Find the number of lines containing the string "TaskStore" in the data. Answer with the number by itself.

---------------

use std::fs::{self, OpenOptions};
use std::io::{Read, Write};
use std::path::{Path, PathBuf};

use tracing::debug;
use uuid::Uuid;

use crate::error::StoreError;
use crate::models::{Dog, Task};

/// Persistence boundary for dogs and their tasks.
///
/// Implementations either apply a write completely or report an error;
/// callers rely on that to keep their in-memory copy in step.
pub trait TaskStore {
    /// Loads every dog with its tasks.
    fn load_all(&self) -> Result<Vec<Dog>, StoreError>;

    /// Persists a new dog and returns it with its assigned id.
    fn create_dog(
        &mut self,
        name: &str,
        age_years: u32,
        age_months: u32,
        initial_tasks: Vec<Task>,
    ) -> Result<Dog, StoreError>;

    /// Overwrites the whole task list of one dog.
    fn replace_tasks(&mut self, dog_id: &str, tasks: &[Task]) -> Result<(), StoreError>;
}

/// Returns the path to the dogs database file (`dogs.json`).
///
/// The path is determined in the following order:
/// 1. `PAWCARE_DB` environment variable.
/// 2. `~/.local/share/pawcare/dogs.json` (on Linux).
/// 3. `./dogs.json` (fallback).
pub fn db_path() -> PathBuf {
    std::env::var("PAWCARE_DB").map(PathBuf::from).unwrap_or_else(|_| {
        let mut p = dirs::data_local_dir().unwrap_or_else(|| PathBuf::from("."));
        p.push("pawcare");
        p.push("dogs.json");
        p
    })
}

/// Task store backed by a single pretty-printed JSON file.
#[derive(Debug, Clone)]
pub struct JsonStore {
    path: PathBuf,
}

impl JsonStore {
    pub fn new(path: impl Into<PathBuf>) -> Self {
        JsonStore { path: path.into() }
    }

    /// Store at [`db_path`].
    pub fn from_env() -> Self {
        JsonStore::new(db_path())
    }

    pub fn path(&self) -> &Path {
        &self.path
    }

    /// Writes to a sibling `.tmp` file and renames it over the database,
    /// so a failed write leaves the previous contents in place.
    fn write_dogs(&self, dogs: &[Dog]) -> Result<(), StoreError> {
        let s =
            serde_json::to_string_pretty(dogs).map_err(|e| StoreError::Write(e.to_string()))?;
        if let Some(dir) = self.path.parent().filter(|d| !d.as_os_str().is_empty()) {
            fs::create_dir_all(dir).map_err(|e| write_error(&self.path, e))?;
        }
        let tmp = self.tmp_path();
        let written = OpenOptions::new()
            .create(true)
            .write(true)
            .truncate(true)
            .open(&tmp)
            .and_then(|mut f| {
                f.write_all(s.as_bytes())?;
                f.sync_all()
            })
            .and_then(|()| fs::rename(&tmp, &self.path));
        if let Err(e) = written {
            let _ = fs::remove_file(&tmp);
            return Err(write_error(&self.path, e));
        }
        debug!(path = %self.path.display(), dogs = dogs.len(), "saved dogs");
        Ok(())
    }

    fn tmp_path(&self) -> PathBuf {
        let mut name = self.path.file_name().unwrap_or_default().to_os_string();
        name.push(".tmp");
        self.path.with_file_name(name)
    }

    /// Reads the current file for a read-modify-write cycle.
    fn load_for_write(&self) -> Result<Vec<Dog>, StoreError> {
        self.load_all()
            .map_err(|e| StoreError::Write(format!("cannot read existing data: {}", e)))
    }
}

fn write_error(path: &Path, e: std::io::Error) -> StoreError {
    StoreError::Write(format!("{}: {}", path.display(), e))
}

impl TaskStore for JsonStore {
    /// A missing file is an empty collection; unreadable or malformed content is an error.
    fn load_all(&self) -> Result<Vec<Dog>, StoreError> {
        if !self.path.exists() {
            debug!(path = %self.path.display(), "no database yet");
            return Ok(Vec::new());
        }
        let unavailable = |e: std::io::Error| {
            StoreError::Unavailable(format!("{}: {}", self.path.display(), e))
        };
        let mut f = OpenOptions::new().read(true).open(&self.path).map_err(unavailable)?;
        let mut s = String::new();
        f.read_to_string(&mut s).map_err(unavailable)?;
        if s.trim().is_empty() {
            return Ok(Vec::new());
        }
        serde_json::from_str(&s).map_err(|e| {
            StoreError::Unavailable(format!("{} is not valid: {}", self.path.display(), e))
        })
    }

    fn create_dog(
        &mut self,
        name: &str,
        age_years: u32,
        age_months: u32,
        initial_tasks: Vec<Task>,
    ) -> Result<Dog, StoreError> {
        let mut dogs = self.load_for_write()?;
        let dog = Dog {
            id: Uuid::new_v4().simple().to_string(),
            name: name.to_string(),
            age_years,
            age_months,
            tasks: initial_tasks,
        };
        dogs.push(dog.clone());
        self.write_dogs(&dogs)?;
        Ok(dog)
    }

    fn replace_tasks(&mut self, dog_id: &str, tasks: &[Task]) -> Result<(), StoreError> {
        let mut dogs = self.load_for_write()?;
        let dog = dogs
            .iter_mut()
            .find(|d| d.id == dog_id)
            .ok_or_else(|| StoreError::Write(format!("no stored dog with id '{}'", dog_id)))?;
        dog.tasks = tasks.to_vec();
        self.write_dogs(&dogs)
    }
}
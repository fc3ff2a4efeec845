//! Due-date arithmetic for recurring tasks.
//!
//! Month and year steps follow calendar overflow: when the target month is
//! shorter than the basis day-of-month, the surplus days spill into the
//! following month (Jan 31 + 1 month = Mar 2 in a leap year, Mar 3 otherwise;
//! Feb 29 + 1 year = Mar 1). Dates are never clamped to month end.

use chrono::{DateTime, Datelike, Days, NaiveDate, TimeDelta, Utc};

use crate::models::{Periodicity, PeriodicityUnit};

/// Returns the moment a task with `periodicity` is next due, counting from `basis`.
///
/// Time of day is carried over from `basis`. A zero `value` counts as one unit.
pub fn next_due(basis: DateTime<Utc>, periodicity: &Periodicity) -> DateTime<Utc> {
    let n = periodicity.value.max(1);
    let next = match periodicity.unit {
        PeriodicityUnit::Days => basis.checked_add_signed(TimeDelta::days(i64::from(n))),
        PeriodicityUnit::Weeks => basis.checked_add_signed(TimeDelta::weeks(i64::from(n))),
        PeriodicityUnit::Months => add_months(basis, u64::from(n)),
        PeriodicityUnit::Years => add_months(basis, u64::from(n) * 12),
    };
    next.unwrap_or(DateTime::<Utc>::MAX_UTC)
}

fn add_months(basis: DateTime<Utc>, months: u64) -> Option<DateTime<Utc>> {
    let date = basis.date_naive();
    let total = u64::from(date.month0()) + months;
    let year = i32::try_from(i64::from(date.year()) + i64::try_from(total / 12).ok()?).ok()?;
    let month = (total % 12) as u32 + 1;
    let target = NaiveDate::from_ymd_opt(year, month, 1)?
        .checked_add_days(Days::new(u64::from(date.day0())))?;
    Some(target.and_time(basis.time()).and_utc())
}
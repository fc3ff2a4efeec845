//! Application service tying the reducer to the task and preference stores.
//!
//! Every mutation is computed on a copy, written through the [`TaskStore`],
//! and only then swapped into memory. A failed write leaves the tracker
//! exactly as it was.

use chrono::{DateTime, Utc};
use tracing::{debug, info, warn};
use uuid::Uuid;

use crate::catalog::starter_tasks;
use crate::error::{Result, StoreError, TrackerError};
use crate::models::{Dog, Task};
use crate::prefs::PreferenceStore;
use crate::reducer::{apply, create_task, TaskDraft, TaskEdit, TaskEvent};
use crate::storage::TaskStore;

/// Generates a prefixed random id such as `task_3f2c...`.
pub fn new_id(prefix: &str) -> String {
    format!("{}_{}", prefix, Uuid::new_v4().simple())
}

/// Key for a task that does not come from the catalog.
pub fn custom_key() -> String {
    new_id("custom")
}

pub struct Tracker<S, P> {
    store: S,
    prefs: P,
    dogs: Vec<Dog>,
    active_dog_id: Option<String>,
}

impl<S: TaskStore, P: PreferenceStore> Tracker<S, P> {
    /// Loads all dogs and restores the last selection.
    ///
    /// An unavailable store yields a tracker with no dogs.
    pub fn load(store: S, prefs: P) -> Self {
        let dogs = match store.load_all() {
            Ok(dogs) => dogs,
            Err(e) => {
                warn!("starting with no dogs: {}", e);
                Vec::new()
            }
        };
        let saved = prefs.active_dog_id();
        let active_dog_id = saved
            .filter(|id| dogs.iter().any(|d| &d.id == id))
            .or_else(|| dogs.first().map(|d| d.id.clone()));
        debug!(dogs = dogs.len(), active = ?active_dog_id, "tracker loaded");
        Tracker { store, prefs, dogs, active_dog_id }
    }

    pub fn dogs(&self) -> &[Dog] {
        &self.dogs
    }

    pub fn dog(&self, dog_id: &str) -> Option<&Dog> {
        self.dogs.iter().find(|d| d.id == dog_id)
    }

    pub fn active_dog_id(&self) -> Option<&str> {
        self.active_dog_id.as_deref()
    }

    pub fn active_dog(&self) -> Option<&Dog> {
        self.active_dog_id.as_deref().and_then(|id| self.dog(id))
    }

    pub fn store(&self) -> &S {
        &self.store
    }

    /// Makes `dog_id` the selected dog and remembers it; a failure to remember is ignored.
    pub fn select_dog(&mut self, dog_id: &str) -> Result<()> {
        if self.dog(dog_id).is_none() {
            return Err(TrackerError::DogNotFound(dog_id.to_string()));
        }
        self.active_dog_id = Some(dog_id.to_string());
        self.remember_selection(dog_id);
        Ok(())
    }

    fn remember_selection(&mut self, dog_id: &str) {
        if let Err(e) = self.prefs.set_active_dog_id(dog_id) {
            debug!("could not save selected dog: {}", e);
        }
    }

    /// Registers a dog with the catalog's starter tasks and selects it.
    pub fn add_dog(
        &mut self,
        name: &str,
        age_years: u32,
        age_months: u32,
        now: DateTime<Utc>,
    ) -> Result<&Dog> {
        let name = name.trim();
        if name.is_empty() {
            return Err(TrackerError::Validation("dog name is required".into()));
        }
        let tasks = starter_tasks(now, || new_id("task"));
        let dog = self
            .store
            .create_dog(name, age_years, age_months.min(11), tasks)
            .inspect_err(|e| warn!("add dog '{}' failed: {}", name, e))?;
        info!(dog = %dog.id, name = %dog.name, tasks = dog.tasks.len(), "dog added");
        let dog_id = dog.id.clone();
        self.dogs.push(dog);
        self.active_dog_id = Some(dog_id.clone());
        self.remember_selection(&dog_id);
        Ok(&self.dogs[self.dogs.len() - 1])
    }

    /// Adds a new task to a dog, scheduled one period after `now`.
    pub fn create_task(
        &mut self,
        dog_id: &str,
        draft: TaskDraft,
        now: DateTime<Utc>,
    ) -> Result<&Task> {
        require_title(&draft.title)?;
        let idx = self.dog_index(dog_id)?;
        let task = create_task(draft, new_id("task"), now);
        let task_id = task.id.clone();
        let mut tasks = self.dogs[idx].tasks.clone();
        tasks.push(task);
        self.commit(idx, tasks)?;
        info!(dog = dog_id, task = %task_id, "task created");
        self.task_ref(idx, &task_id)
    }

    pub fn edit_task(
        &mut self,
        dog_id: &str,
        task_id: &str,
        edit: TaskEdit,
        now: DateTime<Utc>,
    ) -> Result<&Task> {
        if let Some(title) = &edit.title {
            require_title(title)?;
        }
        self.apply_event(dog_id, task_id, TaskEvent::Edit { edit, now })
    }

    /// Records a completion on `date` and reschedules the task from it.
    pub fn complete_task(
        &mut self,
        dog_id: &str,
        task_id: &str,
        date: DateTime<Utc>,
        note: Option<String>,
    ) -> Result<&Task> {
        let event = TaskEvent::Complete { entry_id: new_id("hist"), date, note };
        self.apply_event(dog_id, task_id, event)
    }

    pub fn delete_history_entry(
        &mut self,
        dog_id: &str,
        task_id: &str,
        entry_id: &str,
        now: DateTime<Utc>,
    ) -> Result<&Task> {
        let event = TaskEvent::DeleteHistoryEntry { entry_id: entry_id.to_string(), now };
        self.apply_event(dog_id, task_id, event)
    }

    fn apply_event(&mut self, dog_id: &str, task_id: &str, event: TaskEvent) -> Result<&Task> {
        let idx = self.dog_index(dog_id)?;
        let tasks: Vec<Task> = {
            let current = &self.dogs[idx].tasks;
            let pos = current
                .iter()
                .position(|t| t.id == task_id)
                .ok_or_else(|| TrackerError::TaskNotFound(task_id.to_string()))?;
            let mut tasks = current.clone();
            tasks[pos] = apply(&current[pos], event);
            tasks
        };
        self.commit(idx, tasks)?;
        debug!(dog = dog_id, task = task_id, "task updated");
        self.task_ref(idx, task_id)
    }

    /// Persists the new list first and adopts it only if the write succeeded.
    fn commit(&mut self, idx: usize, tasks: Vec<Task>) -> std::result::Result<(), StoreError> {
        let dog_id = self.dogs[idx].id.clone();
        if let Err(e) = self.store.replace_tasks(&dog_id, &tasks) {
            warn!(dog = %dog_id, "change not saved: {}", e);
            return Err(e);
        }
        self.dogs[idx].tasks = tasks;
        Ok(())
    }

    fn dog_index(&self, dog_id: &str) -> Result<usize> {
        self.dogs
            .iter()
            .position(|d| d.id == dog_id)
            .ok_or_else(|| TrackerError::DogNotFound(dog_id.to_string()))
    }

    fn task_ref(&self, idx: usize, task_id: &str) -> Result<&Task> {
        self.dogs[idx]
            .task(task_id)
            .ok_or_else(|| TrackerError::TaskNotFound(task_id.to_string()))
    }
}

fn require_title(title: &str) -> Result<()> {
    if title.trim().is_empty() {
        return Err(TrackerError::Validation("task title is required".into()));
    }
    Ok(())
}
//! Login storage in the OS keychain.
//!
//! At startup, [`populate_env_from_keychain`] copies any stored values into
//! environment variables so [`fetch_config`](crate::config::fetch_config)
//! picks them up without the user exporting secrets in their shell.

use tracing::{debug, warn};
use zeroize::Zeroizing;

/// Keychain service name used for all stored credentials.
const SERVICE: &str = "tvfeed";

/// Credential entries managed by this module.
#[derive(Clone, Copy, Debug, PartialEq, Eq)]
pub enum CredentialKey {
    Username,
    Password,
    AuthToken,
}

impl CredentialKey {
    /// Returns the keychain entry identifier.
    pub fn keyring_id(self) -> &'static str {
        match self {
            Self::Username => "tradingview_username",
            Self::Password => "tradingview_password",
            Self::AuthToken => "tradingview_auth_token",
        }
    }

    /// Returns the environment variable this entry populates.
    pub fn env_var(self) -> &'static str {
        match self {
            Self::Username => "TV_USERNAME",
            Self::Password => "TV_PASSWORD",
            Self::AuthToken => "TV_AUTH_TOKEN",
        }
    }

    pub const ALL: [CredentialKey; 3] = [Self::Username, Self::Password, Self::AuthToken];
}

/// Loads a credential from the keychain, returning `None` if not set.
pub fn load(key: CredentialKey) -> Option<Zeroizing<String>> {
    let entry = keyring::Entry::new(SERVICE, key.keyring_id()).ok()?;
    match entry.get_password() {
        Ok(password) => Some(Zeroizing::new(password)),
        Err(keyring::Error::NoEntry) => None,
        Err(e) => {
            warn!(key = key.keyring_id(), error = %e, "failed to read keychain entry");
            None
        }
    }
}

/// Saves a credential to the keychain.
///
/// # Errors
///
/// Returns [`TvError::Credential`](crate::TvError::Credential) if the
/// keychain rejects the entry.
pub fn save(key: CredentialKey, value: &str) -> crate::Result<()> {
    let entry = keyring::Entry::new(SERVICE, key.keyring_id())
        .map_err(|e| crate::TvError::Credential(format!("keyring entry error: {e}")))?;
    entry
        .set_password(value)
        .map_err(|e| crate::TvError::Credential(format!("failed to save to keychain: {e}")))
}

/// Removes a credential from the keychain. Missing entries are not an error.
///
/// # Errors
///
/// Returns [`TvError::Credential`](crate::TvError::Credential) if the
/// keychain cannot be accessed.
pub fn delete(key: CredentialKey) -> crate::Result<()> {
    let entry = keyring::Entry::new(SERVICE, key.keyring_id())
        .map_err(|e| crate::TvError::Credential(format!("keyring entry error: {e}")))?;
    match entry.delete_credential() {
        Ok(()) | Err(keyring::Error::NoEntry) => Ok(()),
        Err(e) => Err(crate::TvError::Credential(format!(
            "failed to delete keychain entry: {e}"
        ))),
    }
}

/// Populates environment variables from the keychain for any
/// credentials not already set in the environment.
///
/// Call this at startup before [`crate::config::fetch_config`].
pub fn populate_env_from_keychain() {
    for key in CredentialKey::ALL {
        if std::env::var(key.env_var()).is_err()
            && let Some(value) = load(key)
        {
            debug!(key = key.env_var(), "loaded credential from keychain");
            // SAFETY: single-threaded at this point (before tokio runtime starts tasks)
            unsafe {
                std::env::set_var(key.env_var(), value.as_str());
            }
        }
    }
}
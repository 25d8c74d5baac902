//! Typed protocol messages.
//!
//! Outbound traffic is modelled by [`Command`], inbound traffic by
//! [`ServerMessage`]. Inbound envelopes are routed through a dispatch table
//! keyed by their `"m"` field; names without an entry (or whose parameters
//! do not have the expected shape) are kept as [`ServerMessage::Other`].

pub mod quote;
pub mod series;
pub mod study;

use serde_json::{Map, Value, json};

use crate::Result;
use crate::codec::{self, Envelope};
use crate::session::SessionId;
use series::{Adjustment, SeriesUpdate};
use study::Study;

/// A command sent to the data service.
#[derive(Debug, Clone, PartialEq)]
pub enum Command {
    SetAuthToken {
        token: String,
    },
    SetDataQuality {
        quality: String,
    },
    QuoteCreateSession {
        session: SessionId,
    },
    QuoteSetFields {
        session: SessionId,
        fields: Vec<String>,
    },
    QuoteAddSymbols {
        session: SessionId,
        symbol: String,
    },
    QuoteDeleteSession {
        session: SessionId,
    },
    ChartCreateSession {
        session: SessionId,
    },
    ChartDeleteSession {
        session: SessionId,
    },
    /// Binds `symbol_ref` inside the chart session to an instrument.
    ResolveSymbol {
        session: SessionId,
        symbol_ref: String,
        symbol: String,
        adjustment: Adjustment,
        currency: String,
    },
    /// Requests `bars` historical bars of the primary OHLCV series.
    CreateSeries {
        session: SessionId,
        series_id: String,
        series_number: String,
        symbol_ref: String,
        interval: String,
        bars: u32,
    },
    /// Attaches a derived indicator to an existing series.
    CreateStudy {
        session: SessionId,
        study_id: String,
        study_number: String,
        parent_series: String,
        study: Study,
    },
}

impl Command {
    /// Returns the wire-format command name.
    pub fn name(&self) -> &'static str {
        match self {
            Command::SetAuthToken { .. } => "set_auth_token",
            Command::SetDataQuality { .. } => "set_data_quality",
            Command::QuoteCreateSession { .. } => "quote_create_session",
            Command::QuoteSetFields { .. } => "quote_set_fields",
            Command::QuoteAddSymbols { .. } => "quote_add_symbols",
            Command::QuoteDeleteSession { .. } => "quote_delete_session",
            Command::ChartCreateSession { .. } => "chart_create_session",
            Command::ChartDeleteSession { .. } => "chart_delete_session",
            Command::ResolveSymbol { .. } => "resolve_symbol",
            Command::CreateSeries { .. } => "create_series",
            Command::CreateStudy { .. } => "create_study",
        }
    }

    /// Builds the positional `"p"` array for this command.
    ///
    /// # Errors
    ///
    /// Returns [`TvError::Json`](crate::TvError::Json) if the embedded
    /// symbol descriptor of a `resolve_symbol` cannot be serialized.
    pub fn params(&self) -> Result<Vec<Value>> {
        let params = match self {
            Command::SetAuthToken { token } => vec![json!(token)],
            Command::SetDataQuality { quality } => vec![json!(quality)],
            Command::QuoteCreateSession { session }
            | Command::QuoteDeleteSession { session }
            | Command::ChartDeleteSession { session } => vec![json!(session.as_str())],
            Command::QuoteSetFields { session, fields } => std::iter::once(json!(session.as_str()))
                .chain(fields.iter().map(|f| json!(f)))
                .collect(),
            Command::QuoteAddSymbols { session, symbol } => {
                vec![json!(session.as_str()), json!(symbol)]
            }
            Command::ChartCreateSession { session } => vec![json!(session.as_str()), json!("")],
            Command::ResolveSymbol {
                session,
                symbol_ref,
                symbol,
                adjustment,
                currency,
            } => {
                let descriptor = codec::to_ascii_json(&json!({
                    "adjustment": adjustment.as_str(),
                    "currency-id": currency,
                    "symbol": symbol,
                }))?;
                vec![
                    json!(session.as_str()),
                    json!(symbol_ref),
                    json!(format!("={descriptor}")),
                ]
            }
            Command::CreateSeries {
                session,
                series_id,
                series_number,
                symbol_ref,
                interval,
                bars,
            } => vec![
                json!(session.as_str()),
                json!(series_id),
                json!(series_number),
                json!(symbol_ref),
                json!(interval),
                json!(bars),
                json!(""),
            ],
            Command::CreateStudy {
                session,
                study_id,
                study_number,
                parent_series,
                study,
            } => vec![
                json!(session.as_str()),
                json!(study_id),
                json!(study_number),
                json!(parent_series),
                json!(study.script_id),
                study.settings.clone(),
            ],
        };
        Ok(params)
    }

    /// Encodes this command as a single wire frame.
    ///
    /// # Errors
    ///
    /// Returns [`TvError::Json`](crate::TvError::Json) if serialization fails.
    pub fn to_frame(&self) -> Result<String> {
        codec::encode(self.name(), &self.params()?)
    }
}

/// Partial field update for one symbol of a quote session (`qsd`).
#[derive(Debug, Clone, PartialEq)]
pub struct QuoteData {
    pub session: String,
    pub symbol: String,
    /// `"ok"` when the values are usable.
    pub status: String,
    pub values: Map<String, Value>,
}

impl QuoteData {
    pub fn is_ok(&self) -> bool {
        self.status == "ok"
    }
}

/// A message received from the data service.
#[derive(Debug, Clone, PartialEq)]
pub enum ServerMessage {
    /// `qsd`: quote symbol data.
    QuoteData(QuoteData),
    /// `quote_completed`: the initial snapshot for `symbol` is complete.
    QuoteCompleted { session: String, symbol: String },
    /// `symbol_resolved`: instrument metadata for a chart session.
    SymbolResolved {
        session: String,
        symbol_ref: String,
        info: Value,
    },
    /// `timescale_update` / `du`: bars or study points for one or more series.
    SeriesData {
        session: String,
        updates: Vec<SeriesUpdate>,
    },
    /// `series_completed`: the primary series finished loading.
    SeriesCompleted { session: String, series_id: String },
    /// `study_completed`: a study finished loading.
    StudyCompleted { session: String, study_id: String },
    /// Any other message, kept verbatim.
    Other { name: String, params: Vec<Value> },
}

type Parser = fn(&[Value]) -> Option<ServerMessage>;

/// Inbound message names and their parsers.
const DISPATCH: &[(&str, Parser)] = &[
    ("qsd", parse_quote_data),
    ("quote_completed", parse_quote_completed),
    ("symbol_resolved", parse_symbol_resolved),
    ("timescale_update", parse_series_data),
    ("du", parse_series_data),
    ("series_completed", parse_series_completed),
    ("study_completed", parse_study_completed),
];

impl ServerMessage {
    /// Routes a raw envelope through the dispatch table.
    pub fn from_envelope(envelope: Envelope) -> Self {
        let parsed = DISPATCH
            .iter()
            .find(|(name, _)| *name == envelope.m)
            .and_then(|(_, parse)| parse(&envelope.p));

        parsed.unwrap_or(ServerMessage::Other {
            name: envelope.m,
            params: envelope.p,
        })
    }

    /// Returns the session id this message belongs to, if any.
    pub fn session(&self) -> Option<&str> {
        match self {
            ServerMessage::QuoteData(data) => Some(&data.session),
            ServerMessage::QuoteCompleted { session, .. }
            | ServerMessage::SymbolResolved { session, .. }
            | ServerMessage::SeriesData { session, .. }
            | ServerMessage::SeriesCompleted { session, .. }
            | ServerMessage::StudyCompleted { session, .. } => Some(session),
            ServerMessage::Other { params, .. } => params.first().and_then(Value::as_str),
        }
    }
}

fn str_at(params: &[Value], index: usize) -> Option<String> {
    params.get(index).and_then(Value::as_str).map(String::from)
}

fn parse_quote_data(params: &[Value]) -> Option<ServerMessage> {
    let session = str_at(params, 0)?;
    let body = params.get(1)?.as_object()?;

    Some(ServerMessage::QuoteData(QuoteData {
        session,
        symbol: body.get("n")?.as_str()?.to_string(),
        status: body
            .get("s")
            .and_then(Value::as_str)
            .unwrap_or_default()
            .to_string(),
        values: body
            .get("v")
            .and_then(Value::as_object)
            .cloned()
            .unwrap_or_default(),
    }))
}

fn parse_quote_completed(params: &[Value]) -> Option<ServerMessage> {
    Some(ServerMessage::QuoteCompleted {
        session: str_at(params, 0)?,
        symbol: str_at(params, 1)?,
    })
}

fn parse_symbol_resolved(params: &[Value]) -> Option<ServerMessage> {
    Some(ServerMessage::SymbolResolved {
        session: str_at(params, 0)?,
        symbol_ref: str_at(params, 1)?,
        info: params.get(2).cloned().unwrap_or(Value::Null),
    })
}

fn parse_series_data(params: &[Value]) -> Option<ServerMessage> {
    let session = str_at(params, 0)?;
    let body = params.get(1)?.as_object()?;

    let updates = body
        .iter()
        .filter_map(|(series_id, payload)| SeriesUpdate::from_payload(series_id, payload))
        .collect();

    Some(ServerMessage::SeriesData { session, updates })
}

fn parse_series_completed(params: &[Value]) -> Option<ServerMessage> {
    Some(ServerMessage::SeriesCompleted {
        session: str_at(params, 0)?,
        series_id: str_at(params, 1)?,
    })
}

fn parse_study_completed(params: &[Value]) -> Option<ServerMessage> {
    Some(ServerMessage::StudyCompleted {
        session: str_at(params, 0)?,
        study_id: str_at(params, 1)?,
    })
}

---------------

== Reply ==
5